The Era of Bitcoin Boredom Is Here, And That’s Exactly the Point
Yep, thanks to the emergence of U.S. regulated Bitcoin exchange-traded funds (ETFs), the Bitcoin market is becoming, dare we say, predictable. Askew summed it up bluntly: “The days of parabolic bull markets and devastating bear markets are over.” Instead, he predicts BTC will now chug along on a slow grind toward $1 million, powered by a cycle of pumps and consolidations so steady it’ll bore retail tourists right out of their trades.
BTC is going to $1,000,000 over the next 10 years through a consistent oscillation between “pump” and “consolidate”, source: X
Askew even backed it up with charts showing a sharp drop in volatility since the U.S. greenlit spot Bitcoin ETFs back in January 2024. Think fewer face-melting rallies, fewer catastrophic crashes, and a whole lot more sideways boredom.
Welcome to the TradFi-ification of Bitcoin
What’s really happening is Bitcoin is getting domesticated. Once the wild stallion of financial assets, it’s now being saddled by BlackRock, Fidelity, and a roster of TradFi big dogs who’ve figured out how to make Bitcoin palatable to pension funds, sovereign wealth funds, and soccer dads.
Bloomberg ETF guru Eric Balchunas agrees. In his view, less volatility is a feature, not a bug. “It helps Bitcoin attract even bigger fish,” he said, adding that it gives BTC a “fighting chance to be adopted as currency.” But there’s a catch: the cost of maturity might be the death of the so-called “God Candle”, those one-day, vertical green spikes that used to blow minds and melt faces.

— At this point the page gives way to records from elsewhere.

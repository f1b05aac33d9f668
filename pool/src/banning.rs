/// IP banning by invalid/valid share ratio
///
/// Per-address counters are evaluated once their sum reaches the check
/// threshold; then either the address is banned or both counters reset.
/// Bans expire lazily on lookup and in the maintenance sweep, and are
/// broadcast to sibling pool processes over a Redis channel.

use anyhow::{anyhow, Result};
use async_trait::async_trait;
use futures::StreamExt;
use serde::{Deserialize, Serialize};
use std::collections::{HashMap, HashSet};
use std::sync::Arc;
use std::time::{Duration, Instant};
use tokio::sync::{Mutex, RwLock};

use crate::config::BanningConfig;
use crate::metrics::prometheus as metrics;

/// Invalid-share count written for a hard infraction; enough to trip the
/// ratio check on the next evaluation.
const HARD_PENALTY: u64 = 999_999;

/// One-directional "ban this address" broadcast to sibling processes.
#[async_trait]
pub trait BanBus: Send + Sync {
    async fn publish_ban(&self, ip: &str) -> Result<()>;
}

#[derive(Debug, Clone, Copy, Default, PartialEq, Eq)]
pub struct IpStats {
    pub valid: u64,
    pub invalid: u64,
}

#[derive(Default)]
struct BanState {
    banned: HashMap<String, Instant>,
    stats: HashMap<String, IpStats>,
}

pub struct BanManager {
    cfg: BanningConfig,
    state: Mutex<BanState>,
    bus: Option<Arc<dyn BanBus>>,
}

impl BanManager {
    pub fn new(cfg: BanningConfig, bus: Option<Arc<dyn BanBus>>) -> Self {
        Self {
            cfg,
            state: Mutex::new(BanState::default()),
            bus,
        }
    }

    pub fn enabled(&self) -> bool {
        self.cfg.enabled
    }

    fn ban_time(&self) -> Duration {
        Duration::from_secs(self.cfg.time)
    }

    /// Whether `ip` is banned right now. An expired ban is dropped here.
    pub async fn is_banned(&self, ip: &str) -> bool {
        if !self.cfg.enabled {
            return false;
        }
        let mut state = self.state.lock().await;
        match state.banned.get(ip) {
            None => false,
            Some(at) if at.elapsed() < self.ban_time() => true,
            Some(_) => {
                state.banned.remove(ip);
                state.stats.remove(ip);
                tracing::info!("Ban dropped for {}", ip);
                false
            }
        }
    }

    /// Count one share for `ip`. Returns true when this share got the
    /// address banned; the caller then drops the session.
    pub async fn record_share(&self, ip: &str, valid: bool) -> bool {
        if !self.cfg.enabled {
            return false;
        }
        let banned = {
            let mut state = self.state.lock().await;
            let stats = state.stats.entry(ip.to_string()).or_default();
            if valid {
                stats.valid += 1;
            } else {
                stats.invalid += 1;
            }
            self.evaluate(&mut state, ip)
        };
        if banned {
            self.announce(ip);
        }
        banned
    }

    /// Hard infraction: the address goes straight over the ratio.
    pub async fn escalate(&self, ip: &str) -> bool {
        if !self.cfg.enabled {
            return false;
        }
        let banned = {
            let mut state = self.state.lock().await;
            state.stats.insert(ip.to_string(), IpStats { valid: 0, invalid: HARD_PENALTY });
            self.evaluate(&mut state, ip)
        };
        if banned {
            self.announce(ip);
        }
        banned
    }

    fn evaluate(&self, state: &mut BanState, ip: &str) -> bool {
        let Some(stats) = state.stats.get_mut(ip) else {
            return false;
        };
        if stats.valid + stats.invalid < self.cfg.check_threshold {
            return false;
        }
        // invalid / valid >= percent / 100, without dividing by zero
        if stats.invalid * 100 >= self.cfg.invalid_percent * stats.valid {
            state.banned.insert(ip.to_string(), Instant::now());
            true
        } else {
            *stats = IpStats::default();
            false
        }
    }

    fn announce(&self, ip: &str) {
        metrics::inc_bans();
        tracing::warn!("Banned {}", ip);
        if let Some(bus) = &self.bus {
            let bus = bus.clone();
            let ip = ip.to_string();
            tokio::spawn(async move {
                if let Err(e) = bus.publish_ban(&ip).await {
                    tracing::error!("Failed to broadcast ban for {}: {:#}", ip, e);
                }
            });
        }
    }

    /// Ban received from a sibling process.
    pub async fn apply_remote_ban(&self, ip: &str) {
        if !self.cfg.enabled {
            return;
        }
        self.state.lock().await.banned.insert(ip.to_string(), Instant::now());
        tracing::info!("Applied ban for {} from another pool process", ip);
    }

    /// Drop expired bans together with their counters, and counters of
    /// addresses that are neither banned nor behind a live session.
    pub async fn sweep(&self, live_ips: &HashSet<String>) -> usize {
        if !self.cfg.enabled {
            return 0;
        }
        let ban_time = self.ban_time();
        let mut state = self.state.lock().await;
        let expired: Vec<String> = state
            .banned
            .iter()
            .filter(|(_, at)| at.elapsed() >= ban_time)
            .map(|(ip, _)| ip.clone())
            .collect();
        for ip in &expired {
            state.banned.remove(ip);
            state.stats.remove(ip);
            tracing::info!("Ban dropped for {}", ip);
        }

        let BanState { banned, stats } = &mut *state;
        let before = stats.len();
        stats.retain(|ip, _| banned.contains_key(ip) || live_ips.contains(ip));
        let orphaned = before - stats.len();
        if orphaned > 0 {
            tracing::debug!("Dropped share counters for {} departed addresses", orphaned);
        }
        expired.len()
    }

    pub async fn stats(&self, ip: &str) -> IpStats {
        self.state.lock().await.stats.get(ip).copied().unwrap_or_default()
    }
}

#[derive(Debug, Clone, Serialize, Deserialize, PartialEq)]
pub struct BanMessage {
    #[serde(rename = "type")]
    pub kind: String,
    pub ip: String,
    pub origin: String,
}

/// Ban bus over Redis pub/sub on `<coin>:bans`.
pub struct RedisBanBus {
    client: redis::Client,
    connection: RwLock<Option<redis::aio::ConnectionManager>>,
    channel: String,
    origin: String,
}

impl RedisBanBus {
    pub fn new(redis_url: &str, coin: &str) -> Result<Self> {
        let client = redis::Client::open(redis_url)
            .map_err(|e| anyhow!("Failed to create Redis client: {}", e))?;
        Ok(Self {
            client,
            connection: RwLock::new(None),
            channel: format!("{}:bans", coin),
            origin: uuid::Uuid::new_v4().to_string(),
        })
    }

    async fn get_connection(&self) -> Result<redis::aio::ConnectionManager> {
        let mut guard = self.connection.write().await;
        if let Some(conn) = guard.as_ref() {
            return Ok(conn.clone());
        }
        let manager = self
            .client
            .get_connection_manager()
            .await
            .map_err(|e| anyhow!("Failed to get connection manager: {}", e))?;
        *guard = Some(manager.clone());
        Ok(manager)
    }

    /// Apply bans published by other processes until the subscription
    /// drops; reconnects after a short pause.
    pub async fn listen(self: Arc<Self>, bans: Arc<BanManager>) {
        loop {
            if let Err(e) = self.listen_once(&bans).await {
                tracing::error!("Ban bus subscription failed: {:#}", e);
            }
            tokio::time::sleep(Duration::from_secs(5)).await;
        }
    }

    async fn listen_once(&self, bans: &BanManager) -> Result<()> {
        let conn = self.client.get_async_connection().await?;
        let mut pubsub = conn.into_pubsub();
        pubsub.subscribe(&self.channel).await?;
        tracing::info!("Subscribed to ban channel {}", self.channel);

        let mut messages = pubsub.on_message();
        while let Some(msg) = messages.next().await {
            let payload: String = match msg.get_payload() {
                Ok(p) => p,
                Err(e) => {
                    tracing::warn!("Unreadable ban message: {}", e);
                    continue;
                }
            };
            match serde_json::from_str::<BanMessage>(&payload) {
                Ok(ban) if ban.kind == "banIP" && ban.origin != self.origin => {
                    bans.apply_remote_ban(&ban.ip).await;
                }
                Ok(_) => {}
                Err(e) => tracing::warn!("Malformed ban message {}: {}", payload, e),
            }
        }
        Err(anyhow!("ban channel closed"))
    }
}

#[async_trait]
impl BanBus for RedisBanBus {
    async fn publish_ban(&self, ip: &str) -> Result<()> {
        let msg = BanMessage {
            kind: "banIP".to_string(),
            ip: ip.to_string(),
            origin: self.origin.clone(),
        };
        let mut conn = self.get_connection().await?;
        redis::cmd("PUBLISH")
            .arg(&self.channel)
            .arg(serde_json::to_string(&msg)?)
            .query_async::<_, ()>(&mut conn)
            .await
            .map_err(|e| anyhow!("Failed to publish ban: {}", e))
    }
}

#[cfg(test)]
mod tests {
    use super::*;
    use crate::test_support::RecordingBus;

    fn cfg(threshold: u64, percent: u64) -> BanningConfig {
        BanningConfig {
            enabled: true,
            time: 600,
            invalid_percent: percent,
            check_threshold: threshold,
        }
    }

    #[tokio::test]
    async fn half_invalid_gets_banned() {
        let bus = Arc::new(RecordingBus::default());
        let bans = BanManager::new(cfg(10, 50), Some(bus.clone()));
        let mut banned = false;
        for i in 0..10 {
            banned = bans.record_share("1.2.3.4", i % 2 == 0).await;
        }
        assert!(banned);
        assert!(bans.is_banned("1.2.3.4").await);

        tokio::task::yield_now().await;
        tokio::time::sleep(Duration::from_millis(10)).await;
        assert_eq!(bus.published(), vec!["1.2.3.4".to_string()]);
    }

    #[tokio::test]
    async fn below_ratio_resets_counters() {
        let bans = BanManager::new(cfg(10, 50), None);
        for _ in 0..7 {
            assert!(!bans.record_share("1.2.3.4", true).await);
        }
        for _ in 0..3 {
            assert!(!bans.record_share("1.2.3.4", false).await);
        }
        assert!(!bans.is_banned("1.2.3.4").await);
        assert_eq!(bans.stats("1.2.3.4").await, IpStats::default());
    }

    #[tokio::test]
    async fn escalation_bans_immediately() {
        let bans = BanManager::new(cfg(30, 25), None);
        assert!(bans.escalate("5.6.7.8").await);
        assert!(bans.is_banned("5.6.7.8").await);
        assert!(!bans.is_banned("5.6.7.9").await);
    }

    #[tokio::test]
    async fn expired_ban_is_dropped() {
        let mut c = cfg(1, 50);
        c.time = 0;
        let bans = BanManager::new(c, None);
        assert!(bans.record_share("9.9.9.9", false).await);
        assert!(!bans.is_banned("9.9.9.9").await);

        assert!(bans.record_share("9.9.9.9", false).await);
        assert_eq!(bans.sweep(&HashSet::new()).await, 1);
        assert_eq!(bans.stats("9.9.9.9").await, IpStats::default());
    }

    #[tokio::test]
    async fn lapsed_ban_starts_from_clean_counters() {
        let mut c = cfg(1, 50);
        c.time = 0;
        let bans = BanManager::new(c, None);
        assert!(bans.escalate("4.4.4.4").await);

        assert!(!bans.is_banned("4.4.4.4").await);
        assert_eq!(bans.stats("4.4.4.4").await, IpStats::default());
        assert!(!bans.record_share("4.4.4.4", true).await);
        assert!(!bans.is_banned("4.4.4.4").await);
    }

    #[tokio::test]
    async fn sweep_forgets_counters_of_departed_addresses() {
        let bans = BanManager::new(cfg(100, 50), None);
        assert!(!bans.record_share("7.7.7.1", true).await);
        assert!(!bans.record_share("7.7.7.2", false).await);
        assert!(bans.escalate("7.7.7.3").await);

        let live: HashSet<String> = ["7.7.7.1".to_string()].into_iter().collect();
        assert_eq!(bans.sweep(&live).await, 0);

        assert_eq!(bans.stats("7.7.7.1").await, IpStats { valid: 1, invalid: 0 });
        assert_eq!(bans.stats("7.7.7.2").await, IpStats::default());
        assert_eq!(bans.stats("7.7.7.3").await.invalid, HARD_PENALTY);
        assert!(bans.is_banned("7.7.7.3").await);
    }

    #[tokio::test]
    async fn disabled_banning_is_inert() {
        let mut c = cfg(1, 1);
        c.enabled = false;
        let bans = BanManager::new(c, None);
        assert!(!bans.record_share("1.1.1.1", false).await);
        assert!(!bans.escalate("1.1.1.1").await);
        assert!(!bans.is_banned("1.1.1.1").await);
    }

    #[test]
    fn ban_message_wire_format() {
        let msg = BanMessage { kind: "banIP".into(), ip: "1.2.3.4".into(), origin: "a".into() };
        let v = serde_json::to_value(&msg).unwrap();
        assert_eq!(v, serde_json::json!({"type": "banIP", "ip": "1.2.3.4", "origin": "a"}));
    }
}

Bitcoin continues to consolidate under $120,000, Source: Bitcoin Liquid Index
The ETF Effect: Calm Seas, But at What Cost?
This isn’t just about vibes. The mechanics are changing. Bitcoin ETFs are absorbing capital into traditional wrappers that don’t live on-chain and don’t offer in-kind redemption. That means fewer actual Bitcoins moving on the network and more paper BTC sitting in custodial vaults, far from the decentralized ideals the crypto world used to chant about.
In fact, BlackRock alone now controls about 3% of Bitcoin’s total supply through its ETF product. To decentralization maxis, that’s a red flag. But to Wall Street? It’s just Tuesday.
And while ETF inflows have been massive, over $50 billion and counting, on-chain activity hasn’t budged. Why? Because retail isn’t stacking sats anymore; they’re buying tickers. They’re getting exposure through retirement accounts and brokerage apps, not cold wallets and seed phrases. Bitcoin, in essence, is becoming just another line item in a portfolio.
Altcoin Season? Don’t Hold Your Breath
There’s another consequence no one’s talking about: altcoins may be the real victims here. In previous cycles, Bitcoin gains would eventually rotate into ETH, Solana, memecoins, and whatever was trending that cycle. But with ETFs hoarding capital in vaults, the rotation into altcoins just doesn’t happen.
Capital is getting locked up in compliant, KYC’d vehicles, and it’s not coming out to play. So, is this the end of crypto as we know it? Not exactly. But it is the end of crypto as it was. Bitcoin is no longer the anarchic asset for renegades and cyberpunks. It’s becoming a mature, yield-less treasury reserve for institutions, less punk, more pension fund.
For some, that’s a tragedy. For others, it’s the dream finally realized: global legitimacy. We’ll just have to learn how to get excited about 12% annual gains and argue over ETF fee structures. Buckle up for a long, boring climb to $1 million.